While it's still bare, let's do some planning to see how much of the wiring, lines and cables we can route through our frame, which will give our bike that ultra clean, stripped down look we want.

Measure out the new Rolling Thunder frame to make certain the dimensions are correct.

If there are any surprises in your frame you want to find then now, not later.

Our frame came with oil tank, rear axle, and covers.

Most of the electrical wiring will be terminating in the battery area located in the center of the oil tank, al la soft tail fashion.

We are marking a 1" hole and will be drilling on the back side of the seat post, above the top of the oil tank to pass the wires through.

Cleaning and deburring the passageway thoroughly are a must to avoid electrical gremlins down the road.

Drill the hole using a 1" hole saw.

Electrical wiring; like your rear running lights, brake lights and ignition module wiring, must get to the battery area where they will exit thru the passage way we drilled at the top back of the seat post.

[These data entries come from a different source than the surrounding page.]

//! User onboarding domain types.

use serde::{Deserialize, Serialize};
use utoipa::ToSchema;
use uuid::Uuid;
use validator::Validate;

use crate::config::{UserIdStrategy, EVENT_USER_CREATED, STATIC_USER_ID};
use crate::events::Event;

/// User creation request
#[derive(Debug, Clone, Deserialize, Validate, ToSchema)]
pub struct CreateUserRequest {
    /// User email address
    #[validate(email(message = "Invalid email format"))]
    #[schema(example = "user@example.com")]
    pub email: String,
}

impl CreateUserRequest {
    pub fn new(email: impl Into<String>) -> Self {
        Self {
            email: email.into(),
        }
    }
}

/// Published once for every created user
#[derive(Debug, Clone, PartialEq, Eq, Serialize, Deserialize)]
pub struct UserCreatedEvent {
    pub user_id: String,
    pub email: String,
}

impl UserCreatedEvent {
    pub fn new(user_id: impl Into<String>, email: impl Into<String>) -> Self {
        Self {
            user_id: user_id.into(),
            email: email.into(),
        }
    }
}

impl Event for UserCreatedEvent {
    const NAME: &'static str = EVENT_USER_CREATED;
}

/// Source of identifiers for newly created users.
#[cfg_attr(any(test, feature = "test-utils"), mockall::automock)]
pub trait UserIdGenerator: Send + Sync {
    fn next_id(&self) -> String;
}

/// Placeholder generator that always returns the same id.
///
/// Two users created within the connection delay collide on their timeout
/// name, so this is only suitable for demos.
#[derive(Debug, Default, Clone, Copy)]
pub struct StaticUserId;

impl UserIdGenerator for StaticUserId {
    fn next_id(&self) -> String {
        STATIC_USER_ID.to_string()
    }
}

/// Random UUID v4 per user
#[derive(Debug, Default, Clone, Copy)]
pub struct UuidUserId;

impl UserIdGenerator for UuidUserId {
    fn next_id(&self) -> String {
        Uuid::new_v4().to_string()
    }
}

impl UserIdStrategy {
    /// Build the generator matching this strategy
    pub fn generator(self) -> Box<dyn UserIdGenerator> {
        match self {
            UserIdStrategy::Static => Box::new(StaticUserId),
            UserIdStrategy::Uuid => Box::new(UuidUserId),
        }
    }
}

They will enter the seat post thru this hole marked at the bottom right side of the seat post just below the transmission mounting plate. A 3/8" to a " hole are all that's required here.

Remember to clean, and debur, you'll be hearing me say that line a lot!

The ignition module wiring coming from the bottom of the point cover will go into the frame on the back side of the lower right frame rail directly below the cam cover, clean and outa sight.

Cleaning and deburring, right? Right!!!

 

We are running a hydraulic clutch actuator, hence a small hydraulic line rather than a fat braided stainless cable.

We can hide the line by running it through the frame to our clutch master cylinder on the left side of the bars. Sanitary!

Check out the chrome Baker right side tranny, shiny eh? We've covered the top of the tranny with layers of masking tape so while we are installing and removing the oil tank during the fabrication process we don't scratch our highly coveted chrome tranny.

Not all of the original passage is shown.